I hope the next time I'll be greeting all mom a Happy Mothers Day I can greet myself as well. For this week topic at Couple's Corner which is meeting our mothers...let me then introduce to you my very own mom. She is Ms. Herminia Ferrer, turning 55 this coming October. Currently she is living at Cavinitan, Virac, Catanduanes together with my half sis/bro's.

I could say and I have mentioned it already to my other blog that we don't really have a close mother and daughter relationship. For so many many reason i hated her while I was growing up from a little girl to a young lady. There are many things that she did not understand why I acted so mean to her before..... which later she have known it coz I wrote her a letter when she was working in Manila just to support my studies in college. Sometimes I really feel sad that maybe I am not getting pregnant because I once told her I don't owe her anything and I am not dreaming to have a baby of my own coz they say you can only payback to your mom when you become a mom also. 

But now things has change...whatever effort and sacrifices am having now while working here in the Middle East it's because of my mom. I hope that through the help I'm giving to her and my sibling somehow it's one way of paying her back. I know it won't be enough to ease all the pain I've caused her when I was young till I got married but I am praying that through the years she will know that I am so sorry for hurting her so much before. I love her...she's my mother still. I haven't thanked her for all the sacrifices she has done to me but in due time..............

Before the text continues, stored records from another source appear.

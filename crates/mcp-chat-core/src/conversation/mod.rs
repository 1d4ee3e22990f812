//! Tool-calling conversation
//!
//! [`ConversationDriver::run`] answers one query with a fixed [`ReducedToolSet`]
//! (see `tools::ToolSelector`), executing remote tool calls as the model asks
//! for them until it calls the final-answer tool or runs out of things to say.
//!
//! [`ReducedToolSet`]: crate::tools::ReducedToolSet

mod driver;
mod error;
mod ordering;

pub use driver::{ConversationDriver, FRAMING_PROMPT, UNAVAILABLE_TOOL};
pub use error::ConversationError;
pub use ordering::order_blocks;
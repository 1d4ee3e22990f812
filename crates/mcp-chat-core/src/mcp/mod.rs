//! MCP (Model Context Protocol) client module
//!
//! Uses the official rmcp SDK to connect to a tool server over a spawned
//! stdio bridge, Streamable HTTP, or a Unix socket.
//!
//! # Example
//!
//! ```rust,ignore
//! use mcp_chat_core::mcp::McpClient;
//! use mcp_chat_core::tools::ToolBackend;
//!
//! let client = McpClient::connect(&config.server, logger).await?;
//! let tools = client.list_tools().await?;
//! let output = client.call_tool("get", json!({ "key": "greeting" })).await?;
//! client.close().await?;
//! ```

mod client;

pub use client::{McpClient, McpError, McpResult};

If I'm not close to my mom...more to my MIL. I've known her since I was young. She is Mrs. Lucy P. Tomanglao. If I hated my mom before... now it's her that i hate. The last time I saw her was during our vacation last year. She talk to me and she acted so nice but it cannot change the fact that she/they hurted me so much that even up to now I can't move on for the pain they have caused me. Only time....time...time...time will heal its wound.....

For sure whatever I shared today maybe it's not the thing you all expect from me...but that's it...Happy CC anyway..

5 comments:

Mommy Liz said...

Ayan, naibulalas mo na ang iyong frustrations towards your mother and MIL. Well, hindi naman lahat tayo eh close sa ating mothers di ba? so, this meme is to share what we feel, and that's what you feel.

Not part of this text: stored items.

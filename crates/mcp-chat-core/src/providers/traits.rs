//! Provider trait definition

use async_trait::async_trait;
use serde::{Deserialize, Serialize};

use crate::types::{ChatMessage, ContentBlock, ToolChoice, ToolSpec};
use super::error::ProviderResult;

/// Model configuration for provider requests
#[derive(Clone)]
pub struct ProviderModelConfig {
    /// Model identifier as used by the provider's API
    pub model: String,
    /// API key for authentication
    pub api_key: Option<String>,
    /// Custom API base URL
    pub api_base: Option<String>,
}

impl std::fmt::Debug for ProviderModelConfig {
    fn fmt(&self, f: &mut std::fmt::Formatter<'_>) -> std::fmt::Result {
        f.debug_struct("ProviderModelConfig")
            .field("model", &self.model)
            .field("api_key", &self.api_key.as_ref().map(|_| "<redacted>"))
            .field("api_base", &self.api_base)
            .finish()
    }
}

impl ProviderModelConfig {
    /// Create a new model config
    pub fn new(model: impl Into<String>) -> Self {
        Self {
            model: model.into(),
            api_key: None,
            api_base: None,
        }
    }

    /// Set the API key
    pub fn with_api_key(mut self, key: impl Into<String>) -> Self {
        self.api_key = Some(key.into());
        self
    }

    /// Set the API base URL
    pub fn with_api_base(mut self, base: impl Into<String>) -> Self {
        self.api_base = Some(base.into());
        self
    }
}

/// Options for a single generation request
#[derive(Debug, Clone, Default)]
pub struct GenerateOptions {
    /// Maximum tokens to generate
    pub max_tokens: Option<u32>,
    /// Tools available for the model to use
    pub tools: Vec<ToolSpec>,
    /// Tool choice behavior
    pub tool_choice: Option<ToolChoice>,
}

impl GenerateOptions {
    /// Create new options with defaults
    pub fn new() -> Self {
        Self::default()
    }

    /// Set max tokens
    pub fn with_max_tokens(mut self, tokens: u32) -> Self {
        self.max_tokens = Some(tokens);
        self
    }

    /// Set tools
    pub fn with_tools(mut self, tools: Vec<ToolSpec>) -> Self {
        self.tools = tools;
        self
    }

    /// Set tool choice
    pub fn with_tool_choice(mut self, choice: ToolChoice) -> Self {
        self.tool_choice = Some(choice);
        self
    }
}

/// Token usage reported by the provider
#[derive(Debug, Clone, Copy, Default, PartialEq, Eq, Serialize, Deserialize)]
pub struct Usage {
    #[serde(default)]
    pub input_tokens: u32,
    #[serde(default)]
    pub output_tokens: u32,
}

/// A complete (non-streamed) model response
#[derive(Debug, Clone, Default, PartialEq)]
pub struct GenerateResponse {
    /// Content blocks in the order the model produced them
    pub content: Vec<ContentBlock>,
    /// Why generation stopped ("end_turn", "tool_use", "max_tokens", ...)
    pub stop_reason: Option<String>,
    pub usage: Usage,
}

impl GenerateResponse {
    /// Response made of the given blocks
    pub fn from_blocks(content: Vec<ContentBlock>) -> Self {
        Self {
            content,
            ..Default::default()
        }
    }

    /// Concatenated text of all text blocks
    pub fn text(&self) -> String {
        self.content
            .iter()
            .filter_map(ContentBlock::as_text)
            .collect::<Vec<_>>()
            .join("")
    }
}

/// Provider trait for LLM implementations
///
/// A provider turns a conversation plus tool definitions into the model's
/// next turn, returned whole.
#[async_trait]
pub trait Provider: Send + Sync {
    /// Get the provider name (e.g., "anthropic")
    fn name(&self) -> &str;

    /// Generate the next assistant turn
    async fn generate(
        &self,
        messages: Vec<ChatMessage>,
        model: ProviderModelConfig,
        options: GenerateOptions,
    ) -> ProviderResult<GenerateResponse>;
}
//! Anthropic Messages API provider
//!
//! Non-streaming `POST /v1/messages`. Content blocks come back in the order
//! the model produced them, which the conversation driver depends on.

use async_trait::async_trait;
use serde::{Deserialize, Serialize};
use std::sync::Arc;

use super::error::{ProviderError, ProviderResult};
use super::traits::{GenerateOptions, GenerateResponse, Provider, ProviderModelConfig, Usage};
use crate::logging::Logger;
use crate::types::{ChatMessage, ContentBlock, ToolChoice, ToolSpec};
use crate::{log_debug, log_warn};

pub const ANTHROPIC_API_BASE: &str = "https://api.anthropic.com";
pub const ANTHROPIC_VERSION: &str = "2023-06-01";

/// Used when the caller sets no `max_tokens`; the API requires one
const FALLBACK_MAX_TOKENS: u32 = 1000;

const PROVIDER: &str = "anthropic";

#[derive(Serialize)]
struct MessagesRequest<'a> {
    model: &'a str,
    max_tokens: u32,
    messages: &'a [ChatMessage],
    #[serde(skip_serializing_if = "Option::is_none")]
    tools: Option<&'a [ToolSpec]>,
    #[serde(skip_serializing_if = "Option::is_none")]
    tool_choice: Option<&'a ToolChoice>,
}

#[derive(Deserialize)]
struct MessagesResponse {
    #[serde(default)]
    content: Vec<ContentBlock>,
    #[serde(default)]
    stop_reason: Option<String>,
    #[serde(default)]
    usage: Usage,
}

#[derive(Deserialize)]
struct ErrorEnvelope {
    error: ErrorBody,
}

#[derive(Deserialize)]
struct ErrorBody {
    #[serde(default)]
    message: String,
}

/// Provider talking to the Anthropic Messages API
pub struct AnthropicProvider {
    client: reqwest::Client,
    logger: Arc<dyn Logger>,
}

impl AnthropicProvider {
    pub fn new(logger: Arc<dyn Logger>) -> Self {
        Self::with_client(reqwest::Client::new(), logger)
    }

    /// Use a preconfigured HTTP client (proxies, timeouts)
    pub fn with_client(client: reqwest::Client, logger: Arc<dyn Logger>) -> Self {
        Self { client, logger }
    }

    fn endpoint(model: &ProviderModelConfig) -> String {
        let base = model.api_base.as_deref().unwrap_or(ANTHROPIC_API_BASE);
        format!("{}/v1/messages", base.trim_end_matches('/'))
    }

    /// Map a non-2xx response to a provider error, preferring the API's own message
    async fn ensure_success(&self, response: reqwest::Response) -> ProviderResult<reqwest::Response> {
        let status = response.status();
        log_debug!(self.logger, "Anthropic HTTP status: {}", status);
        if status.is_success() {
            return Ok(response);
        }

        let body = response.text().await.unwrap_or_default();
        let message = serde_json::from_str::<ErrorEnvelope>(&body)
            .map(|e| e.error.message)
            .ok()
            .filter(|m| !m.is_empty())
            .unwrap_or(body);

        log_warn!(self.logger, "Anthropic request failed ({}): {}", status, message);
        if status == reqwest::StatusCode::TOO_MANY_REQUESTS {
            return Err(ProviderError::rate_limited(PROVIDER, message));
        }
        Err(ProviderError::api_error(PROVIDER, status.as_u16(), message))
    }
}

#[async_trait]
impl Provider for AnthropicProvider {
    fn name(&self) -> &str {
        PROVIDER
    }

    async fn generate(
        &self,
        messages: Vec<ChatMessage>,
        model: ProviderModelConfig,
        options: GenerateOptions,
    ) -> ProviderResult<GenerateResponse> {
        let api_key = model
            .api_key
            .as_deref()
            .filter(|k| !k.is_empty())
            .ok_or_else(|| ProviderError::missing_api_key(PROVIDER))?;

        let body = MessagesRequest {
            model: &model.model,
            max_tokens: options.max_tokens.unwrap_or(FALLBACK_MAX_TOKENS),
            messages: &messages,
            tools: (!options.tools.is_empty()).then_some(options.tools.as_slice()),
            tool_choice: options.tool_choice.as_ref(),
        };

        log_debug!(
            self.logger,
            "Anthropic request: model={}, messages={}, tools={}",
            model.model,
            messages.len(),
            options.tools.len()
        );

        let response = self
            .client
            .post(Self::endpoint(&model))
            .header("x-api-key", api_key)
            .header("anthropic-version", ANTHROPIC_VERSION)
            .json(&body)
            .send()
            .await?;
        let response = self.ensure_success(response).await?;

        let text = response.text().await?;
        let parsed: MessagesResponse = serde_json::from_str(&text).map_err(|e| {
            ProviderError::invalid_response(PROVIDER, format!("failed to decode response: {}", e))
        })?;

        log_debug!(
            self.logger,
            "Anthropic response: blocks={}, stop_reason={:?}, usage={}/{}",
            parsed.content.len(),
            parsed.stop_reason,
            parsed.usage.input_tokens,
            parsed.usage.output_tokens
        );

        Ok(GenerateResponse {
            content: parsed.content,
            stop_reason: parsed.stop_reason,
            usage: parsed.usage,
        })
    }
}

Ngapala, don't blame yourself for not having kid yet, di dahil sa sinabi mo before na ayaw mo magka anak eh kaya di ka nabubuntis,. everything happens for a reason. I will pray na sana magkaanak na kayo ni Marlon, para masaya di ba? OT lang ang need dyan, hahaha! wala namang me diprensiya sa inyo.

Saka ang mga hinanakit sa ating mga mother or mIL, kinakalimutan yan para makapag move on tayo. I know it's better said than done, at hindi lahat ng tao eh pare pareho na madaling makakalimut sa nakaraan. Isipin mo lang na kugn wala sila, wala kayo ni Marlon dito sa mundo. Di ba?

sheng said...

Thanks Mommy Liz...ang haba nun ah..

Hmmm...masarap din pala ung feeling that someone somehow may nagbabasa at nagbibigay ng mumunting payo or reactions sa kung ano man ang mga hinaing natin sa buhay...

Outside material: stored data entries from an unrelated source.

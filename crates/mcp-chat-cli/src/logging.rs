//! Tracing subscriber setup
//!
//! Events go to stderr so they never interleave with answers on stdout.
//! The filter comes from `MCP_CHAT_LOG` (e.g. `mcp_chat=debug,rmcp=info`).

use tracing_subscriber::{fmt, EnvFilter};

const LOG_ENV: &str = "MCP_CHAT_LOG";
const DEFAULT_FILTER: &str = "warn";

pub fn init_logging() {
    let env_filter = EnvFilter::try_from_env(LOG_ENV).unwrap_or_else(|_| EnvFilter::new(DEFAULT_FILTER));

    // try_init: a second call (tests) leaves the first subscriber in place
    let _ = fmt()
        .with_env_filter(env_filter)
        .with_writer(std::io::stderr)
        .with_target(true)
        .with_thread_ids(false)
        .try_init();
}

Hehehe....naisip ko lang po yan...hay sana nga po....healthy nmin kami pareho pero sabi nga ng karamihan baka nga nde pa oras...

As in sinabi nio pa po mahabang panahon ang healing time ko...pero of course thankful na rin kahit na ganun....they we're still the great mom of our lives...

AC said...

ay, ako bitin... so di nga ito ineexpect ko... hahaha!!! I read kase before sabi mo sana may topic about mothers... and I know there's a pain in your heart, kaso nabitin ako...wahahaha!!!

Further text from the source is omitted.